Although the group that broke into Walworth Business Park were the same ones that then set up a camp in Saxon Fields, there are believed to be multiple groups of travellers coming and going.

At times, there have been more than one group in the town at once.

What are the rules regarding unauthorised traveller camps?

Different areas of the country have different rules.

For example, in Basingstoke and Deane the council was granted a temporary injunction in July last year which allows the authority to ban the setting up of unauthorised encampments in a large section of the borough.

However, in Test Valley there is no injunction in place and so the council has to rely on a more drawn-out process of asking the travellers to leave, serving an eviction notice and going to court - which can take a number of days.

Other authorities, such as Poole Borough Council, which is now part of the Bournemouth, Christchurch and Poole council, has in the past provided skips and portable toilets to travellers, aimed at limiting clean-up work after travellers left.

Why do they keep returning? 

A charity that works on behalf of travellers and gypsies says a lack of available areas for roamers is to blame.

What is the council doing about it?

Councillor Phil North, leader of Test Valley Borough Council, has been vocal in recent weeks about taking a tougher stance on traveller activity in the town.

Currently the council has to go through what he describes as an “arduous” court process, but given the spate of incidents of late the authority has been looking into the possibility of having a court injunction, similar to that of Basingstoke and Deane, put in place.

This would enable the council to remove travellers from the area immediately.

Physical measures have also been put in place by the authority. In August TVBC announced plans to beef up security at Picket Twenty with the installation of a metal fence and a moat. Mounds of earth have also been built around the field in Elbe Way, Saxon Fields, and those in Roman Way.
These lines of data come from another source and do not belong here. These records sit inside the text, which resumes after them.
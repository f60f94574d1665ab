//! Fan-out/fan-in pipeline behind `short_url_delete_batch`.
//!
//! The input IDs are dealt round-robin onto a fixed number of lanes. Each lane
//! drains its own queue, hands the accumulated IDs to the backend in a single
//! [`SoftDelete::soft_delete`] call and reports one [`DeleteOutcome`] per ID.
//! The coordinator collects exactly one outcome per distinct input ID.

use crate::shutdown::Shutdown;
use async_trait::async_trait;
use burrow_core::{Result, StorageError, UserId};
use std::collections::{HashMap, HashSet};
use std::sync::Arc;
use tokio::sync::mpsc;
use tracing::{debug, trace};

/// Per-lane queue depth.
const LANE_CAPACITY: usize = 64;

/// Backend-level soft delete, invoked once per lane.
#[async_trait]
pub trait SoftDelete: Send + Sync + 'static {
    /// Marks the subset of `ids` owned by `owner_id` as deleted and returns
    /// the IDs that were actually flipped. Unknown, foreign and already
    /// deleted IDs are skipped, never reported as errors.
    ///
    /// The returned future is dropped if shutdown arrives while it runs. A
    /// backend whose write lands outside the process (a database statement)
    /// may already have applied it, so a cancelled ID is in an unknown
    /// state. Soft deletes are idempotent and can simply be issued again.
    async fn soft_delete(&self, owner_id: UserId, ids: &[String]) -> Result<Vec<String>>;
}

/// What happened to one input ID.
#[derive(Debug, Clone, PartialEq, Eq)]
pub struct DeleteOutcome {
    pub id: String,
    /// `Ok(true)` when this call flipped the record.
    pub result: Result<bool>,
}

pub struct DeletePipeline<S> {
    target: Arc<S>,
    lanes: usize,
    shutdown: Shutdown,
}

impl<S> Clone for DeletePipeline<S> {
    fn clone(&self) -> Self {
        Self {
            target: Arc::clone(&self.target),
            lanes: self.lanes,
            shutdown: self.shutdown.clone(),
        }
    }
}

impl<S> std::fmt::Debug for DeletePipeline<S> {
    fn fmt(&self, f: &mut std::fmt::Formatter<'_>) -> std::fmt::Result {
        f.debug_struct("DeletePipeline")
            .field("lanes", &self.lanes)
            .field("shutdown", &self.shutdown.is_shutdown())
            .finish()
    }
}

impl<S: SoftDelete> DeletePipeline<S> {
    /// Creates a pipeline with `lanes` workers (at least one).
    pub fn new(target: Arc<S>, lanes: usize, shutdown: Shutdown) -> Self {
        Self {
            target,
            lanes: lanes.max(1),
            shutdown,
        }
    }

    /// Creates a pipeline with one lane per available CPU.
    pub fn with_default_lanes(target: Arc<S>, shutdown: Shutdown) -> Self {
        Self::new(target, num_cpus::get(), shutdown)
    }

    pub fn lanes(&self) -> usize {
        self.lanes
    }

    /// Runs the pipeline and returns one outcome per distinct input ID, in
    /// input order.
    ///
    /// The work runs on its own task: dropping the returned future does not
    /// abort a batch that has already been accepted. Only the pipeline's
    /// [`Shutdown`] signal cancels it.
    pub async fn dispatch(&self, owner_id: UserId, ids: Vec<String>) -> Result<Vec<DeleteOutcome>> {
        if self.shutdown.is_shutdown() {
            return Err(StorageError::Cancelled(
                "delete pipeline is shut down".to_string(),
            ));
        }

        let ids = dedup(ids);
        if ids.is_empty() {
            return Ok(Vec::new());
        }

        let task = tokio::spawn(fan_out_fan_in(
            Arc::clone(&self.target),
            owner_id,
            ids,
            self.lanes,
            self.shutdown.clone(),
        ));

        task.await
            .map_err(|e| StorageError::Cancelled(format!("delete pipeline task failed: {e}")))
    }

    /// Runs the pipeline and merges the outcomes into an affected count.
    pub async fn run(&self, owner_id: UserId, ids: Vec<String>) -> Result<u64> {
        let outcomes = self.dispatch(owner_id, ids).await?;
        merge(outcomes)
    }
}

/// Drops repeated IDs, keeping the first occurrence.
fn dedup(ids: Vec<String>) -> Vec<String> {
    let mut seen = HashSet::with_capacity(ids.len());
    ids.into_iter()
        .filter(|id| seen.insert(id.clone()))
        .collect()
}

/// Sums affected IDs, or folds every failure into one error.
fn merge(outcomes: Vec<DeleteOutcome>) -> Result<u64> {
    let mut affected = 0;
    let mut failed = 0;
    let mut first = None;

    for outcome in outcomes {
        match outcome.result {
            Ok(true) => affected += 1,
            Ok(false) => {}
            Err(err) => {
                failed += 1;
                first.get_or_insert(err);
            }
        }
    }

    match first {
        Some(first) => Err(StorageError::BatchDelete {
            failed,
            first: Box::new(first),
        }),
        None => Ok(affected),
    }
}

async fn fan_out_fan_in<S: SoftDelete>(
    target: Arc<S>,
    owner_id: UserId,
    ids: Vec<String>,
    lanes: usize,
    shutdown: Shutdown,
) -> Vec<DeleteOutcome> {
    let lanes = lanes.min(ids.len());
    let order: HashMap<String, usize> = ids
        .iter()
        .enumerate()
        .map(|(position, id)| (id.clone(), position))
        .collect();

    debug!(owner_id, ids = ids.len(), lanes, "starting batch delete");

    // Sized to the whole batch so lanes never wait on the collector.
    let (results_tx, mut results_rx) = mpsc::channel(ids.len());
    let mut senders = Vec::with_capacity(lanes);
    for lane in 0..lanes {
        let (tx, rx) = mpsc::channel(LANE_CAPACITY);
        senders.push(tx);
        tokio::spawn(run_lane(
            lane,
            Arc::clone(&target),
            owner_id,
            rx,
            results_tx.clone(),
            shutdown.clone(),
        ));
    }
    drop(results_tx);

    let mut outcomes = Vec::with_capacity(ids.len());
    for (position, id) in ids.into_iter().enumerate() {
        if let Err(mpsc::error::SendError(id)) = senders[position % lanes].send(id).await {
            // The lane is gone; report the ID instead of losing it.
            outcomes.push(DeleteOutcome {
                id,
                result: Err(StorageError::Cancelled("delete lane exited early".to_string())),
            });
        }
    }
    drop(senders);

    while let Some(outcome) = results_rx.recv().await {
        outcomes.push(outcome);
    }

    outcomes.sort_by_key(|outcome| order.get(&outcome.id).copied().unwrap_or(usize::MAX));
    outcomes
}

async fn run_lane<S: SoftDelete>(
    lane: usize,
    target: Arc<S>,
    owner_id: UserId,
    mut rx: mpsc::Receiver<String>,
    results: mpsc::Sender<DeleteOutcome>,
    shutdown: Shutdown,
) {
    let mut ids = Vec::new();
    while let Some(id) = rx.recv().await {
        ids.push(id);
    }

    trace!(lane, owner_id, ids = ids.len(), "delete lane drained");

    if shutdown.is_shutdown() {
        report(
            ids,
            Err(StorageError::Cancelled(
                "shutdown before batch delete started".to_string(),
            )),
            &results,
        )
        .await;
        return;
    }

    let result = tokio::select! {
        biased;
        _ = shutdown.cancelled() => Err(StorageError::Cancelled(
            "shutdown during batch delete, the delete may have been applied".to_string(),
        )),
        result = target.soft_delete(owner_id, &ids) => result,
    };

    report(ids, result, &results).await;
}

/// Sends one outcome per lane ID for the lane's single backend call.
async fn report(
    ids: Vec<String>,
    result: Result<Vec<String>>,
    results: &mpsc::Sender<DeleteOutcome>,
) {
    let outcomes: Vec<DeleteOutcome> = match result {
        Ok(flipped) => {
            let flipped: HashSet<String> = flipped.into_iter().collect();
            ids.into_iter()
                .map(|id| {
                    let hit = flipped.contains(&id);
                    DeleteOutcome { id, result: Ok(hit) }
                })
                .collect()
        }
        Err(err) => ids
            .into_iter()
            .map(|id| DeleteOutcome {
                id,
                result: Err(err.clone()),
            })
            .collect(),
    };

    for outcome in outcomes {
        if results.send(outcome).await.is_err() {
            break;
        }
    }
}
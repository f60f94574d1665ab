use crate::error::{Result, StorageError};
use serde::{Deserialize, Serialize};

/// Identifier of a [`User`]. Zero means "not assigned yet".
pub type UserId = u64;

/// An owner of short URLs.
#[derive(Debug, Clone, Copy, Default, PartialEq, Eq, Hash, Serialize, Deserialize)]
pub struct User {
    pub id: UserId,
}

impl User {
    /// A user whose ID will be assigned by the repository.
    pub fn new() -> Self {
        Self::default()
    }

    /// A user with a caller-chosen ID.
    pub fn with_id(id: UserId) -> Self {
        Self { id }
    }
}

/// A stored short URL.
#[derive(Debug, Clone, PartialEq, Eq, Serialize, Deserialize)]
pub struct ShortUrl {
    /// The short code, used as the lookup key.
    pub id: String,
    /// The URL the short code redirects to.
    pub original_url: String,
    /// The owning user.
    pub user_id: UserId,
    /// Soft-delete marker.
    #[serde(default)]
    pub deleted: bool,
}

impl ShortUrl {
    /// Creates a live (not deleted) short URL.
    pub fn new(id: impl Into<String>, original_url: impl Into<String>, user_id: UserId) -> Self {
        Self {
            id: id.into(),
            original_url: original_url.into(),
            user_id,
            deleted: false,
        }
    }

    pub fn is_active(&self) -> bool {
        !self.deleted
    }

    /// Rejects records missing a required field.
    pub fn validate(&self) -> Result<()> {
        if self.id.is_empty() {
            return Err(StorageError::InvalidModel(
                "short url id cannot be empty".to_string(),
            ));
        }
        if self.original_url.is_empty() {
            return Err(StorageError::InvalidModel(format!(
                "original url of '{}' cannot be empty",
                self.id
            )));
        }
        Ok(())
    }
}
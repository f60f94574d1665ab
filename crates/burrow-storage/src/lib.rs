//! Storage backends for the Burrow repository contract.
//!
//! - [`InMemoryRepository`]: volatile, map based
//! - [`LogRepository`]: the same index made durable by an append-only log
//! - [`PgRepository`]: PostgreSQL via `sqlx`
//!
//! All three route `short_url_delete_batch` through a [`DeletePipeline`].

pub mod aof;
pub mod memory;
pub mod pipeline;
pub mod postgres;
pub mod shutdown;

pub use aof::{LogConfig, LogRepository};
pub use burrow_core::{ReadRepository, Repository, Result, ShortUrl, StorageError, User, UserId};
pub use memory::{InMemoryRepository, MemoryIndex};
pub use pipeline::{DeleteOutcome, DeletePipeline, SoftDelete};
pub use postgres::PgRepository;
pub use shutdown::{Shutdown, ShutdownTrigger};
The mounds in Roman Way have also had wildflowers planted in them. Test Valley Borough Councillor Nick Matthews has said the final phase of the project will be completed within the next four weeks.

What are some of the issues surrounding injunctions?

From the council’s perspective, the biggest issue in securing a “blanket ban” injunction is proving to the courts that such action is necessary.

Borough Cllr Nick Matthews noted in his monthly video update on social media that the recent increase in traveller activity may actually work to the council’s benefit in this respect.

He said: “One thing that goes in our favour, I would suggest, is the amount of visits we’ve had of late, and the mess they leave behind and so on.

“The more prevalent their encroachments are, the better case we have to get a blanket ban through courts.”

But on the other side of the coin, charities such as Friends, Families and Travellers have warned against the imposition of such injunctions as they simply force travellers to move onto new sites.

Abbie Kirkby, advice and policy manager at the charity, said: “The use of high court injunctions is ruthless and unjust; it’s comparable to putting spikes in and around cities to stop the homeless from sleeping there.

“Where are Gypsies and Travellers supposed to go, when local authorities try to pretend they don’t exist?”